This suggests that opaque GHCN adjustments almost doubled an already high warming trend during this 50-year period. What could have triggered them? Did they record the Thorndon-Kelburn site relocation of December 1927 as occurring post January 1929?
The unadjusted data show a temperature increase way above the global average during that period, presumably as a result of shelter/UHI contamination. Nearby stations show only mild
warming during the same period.
“The important point is that there is no countering mechanism – there is no process that will produce slow cooling, followed by sudden warming.”
Actually there is a process. If a forest grows on a ridge next to a temperature station, the air will cool significantly under the forest canopy and the cool air will flow down the ridge and cool the thermometer. Harvest the trees and the temperature will go up. This is very apparent when riding a motorcycle past such ridges on a warm day. This is just another example of why temperature adjustments cannot be automated and must be done on a site by site basis.
I should mention that NCDC’s PHA doesn’t just look for step changes; it also looks for (and corrects) divergent trends relative to neighboring stations. It should be able to correct equally for the gradual trend bias and the sharp revision to the mean, though as I mentioned earlier this could be better tested using synthetic data (a project that ISTI folks are working on). Having a standard set of benchmarks (which include different types of inhomogenities) to test different algorithms against should help ensure that there is no residual bias.
Berkeley does things slightly differently; it mainly looks for step changes, but downweights stations whose trends sharply diverge from their neighbors when creating regional temperature fields via kriging.
The Kelburn station is a good example of the need for -some- sort of homogenization. The station move in 1928 had an impact similar to the century-scale warming at the location. Not correcting for that (or similar biases due to TOBs changes or instrument changes) does not give you a pure, unbiased record.
Would this be a good analogy?

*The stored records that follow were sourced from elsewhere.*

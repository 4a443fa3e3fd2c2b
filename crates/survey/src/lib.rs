//! Survey state for Strategos: the question catalog, the answers a user has
//! given, the password-gated vault that persists them, and the prompt the
//! answers are serialized into.

pub mod access;
pub mod catalog;
pub mod legal;
pub mod prompt;
pub mod responses;
pub mod store;
pub mod transfer;
pub mod vault;

pub use access::{AccessEvent, AccessState};
pub use catalog::{Catalog, Question, Section};
pub use responses::ResponseMap;
pub use store::{FileKvStore, KvStore, MemoryKvStore};
pub use vault::Vault;
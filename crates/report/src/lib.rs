//! Strategic report generation and follow-up chat.
//!
//! - [`schema`] describes the structured output the model must return
//! - [`model`] holds the typed report
//! - [`generate`] runs the single generation call
//! - [`chat`] keeps a grounded follow-up conversation about one report

pub mod chat;
pub mod generate;
pub mod model;
pub mod schema;

pub use chat::ChatSession;
pub use generate::ReportGenerator;
pub use model::StrategicReport;
//! The access gate in front of the survey.
//!
//! ```text
//! loading ──► needs_registration ──register──► needs_legal ──accept──► authenticated
//!        └──► needs_login ──login(ok)──► needs_legal | authenticated
//! any state ──cleared──► needs_registration
//! ```

use serde::Serialize;
use sg_domain::error::{Error, Result};
use sg_domain::trace::TraceEvent;
use std::fmt;

#[derive(Debug, Clone, Copy, PartialEq, Eq, Serialize)]
#[serde(rename_all = "snake_case")]
pub enum AccessState {
    Loading,
    NeedsRegistration,
    NeedsLogin,
    NeedsLegal,
    Authenticated,
}

impl AccessState {
    pub fn as_str(self) -> &'static str {
        match self {
            AccessState::Loading => "loading",
            AccessState::NeedsRegistration => "needs_registration",
            AccessState::NeedsLogin => "needs_login",
            AccessState::NeedsLegal => "needs_legal",
            AccessState::Authenticated => "authenticated",
        }
    }
}

impl fmt::Display for AccessState {
    fn fmt(&self, f: &mut fmt::Formatter<'_>) -> fmt::Result {
        f.write_str(self.as_str())
    }
}

#[derive(Debug, Clone, Copy, PartialEq, Eq)]
pub enum AccessEvent {
    /// Persisted records were inspected at startup.
    Bootstrapped { has_auth: bool },
    Registered,
    /// A password check succeeded. Failed checks are not events.
    LoggedIn { legal_accepted: bool },
    LegalAccepted,
    /// All records were deleted.
    Cleared,
}

/// Compute the next state. Pure; rejects events the current state does not
/// accept.
pub fn transition(state: AccessState, event: AccessEvent) -> Result<AccessState> {
    use AccessEvent as E;
    use AccessState as S;

    let next = match (state, event) {
        (_, E::Cleared) => S::NeedsRegistration,
        (S::Loading, E::Bootstrapped { has_auth: true }) => S::NeedsLogin,
        (S::Loading, E::Bootstrapped { has_auth: false }) => S::NeedsRegistration,
        (S::NeedsRegistration, E::Registered) => S::NeedsLegal,
        (S::NeedsLogin, E::LoggedIn { legal_accepted: true }) => S::Authenticated,
        (S::NeedsLogin, E::LoggedIn { legal_accepted: false }) => S::NeedsLegal,
        (S::NeedsLegal, E::LegalAccepted) => S::Authenticated,
        (state, event) => {
            return Err(Error::Access(format!(
                "{event:?} is not valid in state {state}"
            )))
        }
    };
    Ok(next)
}

/// Holds the current state and logs every change.
#[derive(Debug, Clone)]
pub struct AccessFlow {
    state: AccessState,
}

impl AccessFlow {
    pub fn new() -> Self {
        Self {
            state: AccessState::Loading,
        }
    }

    pub fn state(&self) -> AccessState {
        self.state
    }

    /// Validate `event` without applying it.
    pub fn check(&self, event: AccessEvent) -> Result<AccessState> {
        transition(self.state, event)
    }

    pub fn apply(&mut self, event: AccessEvent) -> Result<AccessState> {
        let next = transition(self.state, event)?;
        if next != self.state {
            TraceEvent::AccessTransition {
                from: self.state.to_string(),
                to: next.to_string(),
            }
            .emit();
        }
        self.state = next;
        Ok(next)
    }

    /// Fail with an access error unless the gate is open.
    pub fn require_authenticated(&self) -> Result<()> {
        if self.state == AccessState::Authenticated {
            Ok(())
        } else {
            Err(Error::Access(format!(
                "vault is locked (state {})",
                self.state
            )))
        }
    }
}

impl Default for AccessFlow {
    fn default() -> Self {
        Self::new()
    }
}

#[cfg(test)]
mod tests {
    use super::*;

    #[test]
    fn first_run_path() {
        let s = transition(AccessState::Loading, AccessEvent::Bootstrapped { has_auth: false }).unwrap();
        assert_eq!(s, AccessState::NeedsRegistration);
        let s = transition(s, AccessEvent::Registered).unwrap();
        assert_eq!(s, AccessState::NeedsLegal);
        let s = transition(s, AccessEvent::LegalAccepted).unwrap();
        assert_eq!(s, AccessState::Authenticated);
    }

    #[test]
    fn returning_user_skips_legal_when_accepted() {
        let s = transition(AccessState::Loading, AccessEvent::Bootstrapped { has_auth: true }).unwrap();
        assert_eq!(s, AccessState::NeedsLogin);
        assert_eq!(
            transition(s, AccessEvent::LoggedIn { legal_accepted: true }).unwrap(),
            AccessState::Authenticated
        );
        assert_eq!(
            transition(s, AccessEvent::LoggedIn { legal_accepted: false }).unwrap(),
            AccessState::NeedsLegal
        );
    }

    #[test]
    fn authenticated_only_leaves_via_clear() {
        let s = AccessState::Authenticated;
        for event in [
            AccessEvent::Bootstrapped { has_auth: true },
            AccessEvent::Registered,
            AccessEvent::LoggedIn { legal_accepted: true },
            AccessEvent::LegalAccepted,
        ] {
            assert!(matches!(transition(s, event), Err(Error::Access(_))), "{event:?}");
        }
        assert_eq!(
            transition(s, AccessEvent::Cleared).unwrap(),
            AccessState::NeedsRegistration
        );
    }

    #[test]
    fn register_is_rejected_for_existing_account() {
        let err = transition(AccessState::NeedsLogin, AccessEvent::Registered).unwrap_err();
        assert!(err.to_string().contains("needs_login"));
    }

    #[test]
    fn flow_requires_authentication() {
        let mut flow = AccessFlow::new();
        assert!(flow.require_authenticated().is_err());
        flow.apply(AccessEvent::Bootstrapped { has_auth: false }).unwrap();
        flow.apply(AccessEvent::Registered).unwrap();
        assert!(flow.require_authenticated().is_err());
        flow.apply(AccessEvent::LegalAccepted).unwrap();
        assert!(flow.require_authenticated().is_ok());
    }
}
use serde::Serialize;

/// Structured trace events emitted across all Strategos crates.
#[derive(Debug, Clone, Serialize)]
#[serde(tag = "event")]
pub enum TraceEvent {
    AccessTransition {
        from: String,
        to: String,
    },
    ResponsesSaved {
        answered: usize,
    },
    ResponsesImported {
        entries: usize,
        dropped: usize,
    },
    VaultCleared,
    PromptBuilt {
        chars: usize,
        answered: usize,
        unanswered: usize,
    },
    LlmRequest {
        provider: String,
        model: String,
        streaming: bool,
        duration_ms: u64,
        prompt_tokens: Option<u32>,
        completion_tokens: Option<u32>,
    },
    ReportGenerated {
        overall_score: u8,
        maturity_level: String,
        dangling_swot_links: usize,
    },
    ChatTurn {
        session_id: String,
        chunks: usize,
        chars: usize,
        failed: bool,
    },
}

impl TraceEvent {
    pub fn emit(&self) {
        let json = serde_json::to_string(self).unwrap_or_default();
        tracing::info!(trace_event = %json, "sg_event");
    }
}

And would anyone be able to get away with this?
Lets say I purchased IBM stock in 1990 at $100 per share.
And for argument sake, I sold it today at $200.

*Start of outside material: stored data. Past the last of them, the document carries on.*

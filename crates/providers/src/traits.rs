use sg_domain::error::Result;
use sg_domain::message::Message;
use sg_domain::stream::{BoxStream, StreamEvent, Usage};

// ━━━━━━━━━━━━━━━━━━━━━━━━━━━━━━━━━━━━━━━━━━━━━━━━━━━━━━━━━━━━━━━━━━
// Request / Response types
// ━━━━━━━━━━━━━━━━━━━━━━━━━━━━━━━━━━━━━━━━━━━━━━━━━━━━━━━━━━━━━━━━━━

/// A provider-agnostic generation request.
#[derive(Debug, Clone, Default)]
pub struct ChatRequest {
    /// The conversation messages to send. A `System` message becomes the
    /// provider's instruction slot rather than a turn.
    pub messages: Vec<Message>,
    /// Sampling temperature (0.0 – 2.0). `None` lets the provider choose.
    pub temperature: Option<f32>,
    /// Maximum tokens in the response. `None` lets the provider choose.
    pub max_tokens: Option<u32>,
    /// When `true`, request the model to respond with valid JSON only.
    pub json_mode: bool,
    /// Structured-output schema in the provider's schema dialect. Implies
    /// `json_mode`.
    pub response_schema: Option<serde_json::Value>,
    /// Model identifier override. When `None`, the provider uses its default.
    pub model: Option<String>,
}

/// A provider-agnostic generation response.
#[derive(Debug, Clone)]
pub struct ChatResponse {
    /// Textual content of the response.
    pub content: String,
    /// Token usage information.
    pub usage: Option<Usage>,
    /// The model that actually produced the response.
    pub model: String,
    /// The reason the model stopped generating (e.g. "stop", "length").
    pub finish_reason: Option<String>,
}

// ━━━━━━━━━━━━━━━━━━━━━━━━━━━━━━━━━━━━━━━━━━━━━━━━━━━━━━━━━━━━━━━━━━
// Core provider trait
// ━━━━━━━━━━━━━━━━━━━━━━━━━━━━━━━━━━━━━━━━━━━━━━━━━━━━━━━━━━━━━━━━━━

/// Trait that every text-generation adapter must implement.
///
/// The report generator and chat session only ever talk to this trait, so
/// tests substitute scripted fakes for the real HTTP adapter.
#[async_trait::async_trait]
pub trait LlmProvider: Send + Sync {
    /// Send a request and wait for the full response.
    async fn chat(&self, req: &ChatRequest) -> Result<ChatResponse>;

    /// Send a request and return a stream of events.
    async fn chat_stream(
        &self,
        req: &ChatRequest,
    ) -> Result<BoxStream<'static, Result<StreamEvent>>>;

    /// A unique identifier for this provider instance.
    fn provider_id(&self) -> &str;

    /// The model used when a request carries no override.
    fn default_model(&self) -> &str;
}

BUT, since there was inflation in between 1990 and 2014, I calculated the original $100 per share purchase would be equivalent to a $150 share purchase price in today’s finances. Therefore, my capital gain is really $50 per share, not the actual $100 per share.
Would the IRS let me use that creative math? To me, this is the same creative math being used in the temperature record.

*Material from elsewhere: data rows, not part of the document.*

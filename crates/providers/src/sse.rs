//! Server-sent-events plumbing for streamed generation.
//!
//! Gemini's `streamGenerateContent?alt=sse` endpoint frames every partial
//! candidate as one SSE event. Events are separated by a blank line, and the
//! server may use either `\n` or `\r\n` line endings.
//!
//! - [`decode_utf8_prefix`] moves complete UTF-8 out of the raw byte buffer
//! - [`drain_data_lines`] pulls complete `data:` payloads out of a buffer
//! - [`sse_response_stream`] turns a response + parser into a [`BoxStream`]

use crate::util::from_reqwest;
use futures_util::{Stream, StreamExt};
use sg_domain::error::Result;
use sg_domain::stream::{BoxStream, StreamEvent};

/// Append the longest valid UTF-8 prefix of `pending` to `out`.
///
/// An incomplete multi-byte sequence at the end stays in `pending` until
/// the next network chunk completes it. Bytes that can never form a valid
/// character become U+FFFD.
pub(crate) fn decode_utf8_prefix(pending: &mut Vec<u8>, out: &mut String) {
    loop {
        match std::str::from_utf8(pending) {
            Ok(text) => {
                out.push_str(text);
                pending.clear();
                return;
            }
            Err(e) => {
                let valid = e.valid_up_to();
                out.push_str(&String::from_utf8_lossy(&pending[..valid]));
                match e.error_len() {
                    None => {
                        pending.drain(..valid);
                        return;
                    }
                    Some(bad) => {
                        out.push(char::REPLACEMENT_CHARACTER);
                        pending.drain(..valid + bad);
                    }
                }
            }
        }
    }
}

/// Extract complete `data:` payloads from an SSE buffer.
///
/// `\r\n` pairs and lone `\r` are normalised to `\n` first so both line
/// ending styles delimit events. A trailing `\r` is held back: its `\n` may
/// still be in flight. Consumed text is removed from the buffer; a trailing
/// partial event stays put for the next call.
pub(crate) fn drain_data_lines(buffer: &mut String) -> Vec<String> {
    if buffer.contains('\r') {
        let held_cr = buffer.ends_with('\r');
        if held_cr {
            buffer.pop();
        }
        *buffer = buffer.replace("\r\n", "\n").replace('\r', "\n");
        if held_cr {
            buffer.push('\r');
        }
    }

    let mut payloads = Vec::new();
    while let Some(pos) = buffer.find("\n\n") {
        let block: String = buffer.drain(..pos + 2).collect();

        // Multiple `data:` lines in one event are joined with newlines.
        let mut joined: Option<String> = None;
        for line in block.lines() {
            if let Some(data) = line.trim().strip_prefix("data:") {
                let data = data.trim();
                match joined.as_mut() {
                    Some(acc) => {
                        acc.push('\n');
                        acc.push_str(data);
                    }
                    None => joined = Some(data.to_string()),
                }
            }
        }
        if let Some(data) = joined.filter(|d| !d.is_empty()) {
            payloads.push(data);
        }
    }
    payloads
}

/// Build a [`BoxStream`] from an SSE `reqwest::Response` and a parser closure.
pub(crate) fn sse_response_stream<F>(
    response: reqwest::Response,
    parse_data: F,
) -> BoxStream<'static, Result<StreamEvent>>
where
    F: FnMut(&str) -> Vec<Result<StreamEvent>> + Send + 'static,
{
    let chunks = response
        .bytes_stream()
        .map(|chunk| chunk.map_err(from_reqwest));
    sse_event_stream(chunks, parse_data)
}

/// Decode a stream of raw body chunks into parsed events.
///
/// The closure receives each `data:` payload and returns zero or more
/// events. The stream flushes any unterminated final event when the body
/// closes and emits a fallback `Done` if the parser never produced one.
pub(crate) fn sse_event_stream<S, B, F>(
    chunks: S,
    mut parse_data: F,
) -> BoxStream<'static, Result<StreamEvent>>
where
    S: Stream<Item = Result<B>> + Send + 'static,
    B: AsRef<[u8]> + Send + 'static,
    F: FnMut(&str) -> Vec<Result<StreamEvent>> + Send + 'static,
{
    let stream = async_stream::stream! {
        let mut chunks = Box::pin(chunks);
        let mut pending: Vec<u8> = Vec::new();
        let mut buffer = String::new();
        let mut done_emitted = false;

        loop {
            let payloads = match chunks.next().await {
                Some(Ok(bytes)) => {
                    pending.extend_from_slice(bytes.as_ref());
                    decode_utf8_prefix(&mut pending, &mut buffer);
                    drain_data_lines(&mut buffer)
                }
                None => {
                    if !pending.is_empty() {
                        buffer.push_str(&String::from_utf8_lossy(&pending));
                        pending.clear();
                    }
                    if buffer.trim().is_empty() {
                        break;
                    }
                    buffer.push_str("\n\n");
                    let rest = drain_data_lines(&mut buffer);
                    buffer.clear();
                    for data in rest {
                        for event in parse_data(&data) {
                            done_emitted |= matches!(&event, Ok(StreamEvent::Done { .. }));
                            yield event;
                        }
                    }
                    break;
                }
                Some(Err(e)) => {
                    yield Err(e);
                    break;
                }
            };

            for data in payloads {
                for event in parse_data(&data) {
                    done_emitted |= matches!(&event, Ok(StreamEvent::Done { .. }));
                    yield event;
                }
            }
        }

        if !done_emitted {
            yield Ok(StreamEvent::Done {
                usage: None,
                finish_reason: Some("stop".into()),
            });
        }
    };

    Box::pin(stream)
}

// ━━━━━━━━━━━━━━━━━━━━━━━━━━━━━━━━━━━━━━━━━━━━━━━━━━━━━━━━━━━━━━━━━━
// Tests
// ━━━━━━━━━━━━━━━━━━━━━━━━━━━━━━━━━━━━━━━━━━━━━━━━━━━━━━━━━━━━━━━━━━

BTW, if this is a real stock tax strategy, please let me know. I usually buy high and sell low, I need all of the help I can get.
@MikeH
Your income taxes are indexed (thanks to Ronald Reagan), your capital gains are not. Sorry, you just made $100 profit and are going to be taxed on the whole $100.
Just go back to the raw data for large-scale roll-ups of the temperature, and trust that the discontinuities will either a) all average out due to their random distribution, or b) introduce temporary artefacts that wise climate scientists can point to, wisely, and explain. Don’t remove the artefacts – that introduces more complex artefacts that are much more difficult to explain.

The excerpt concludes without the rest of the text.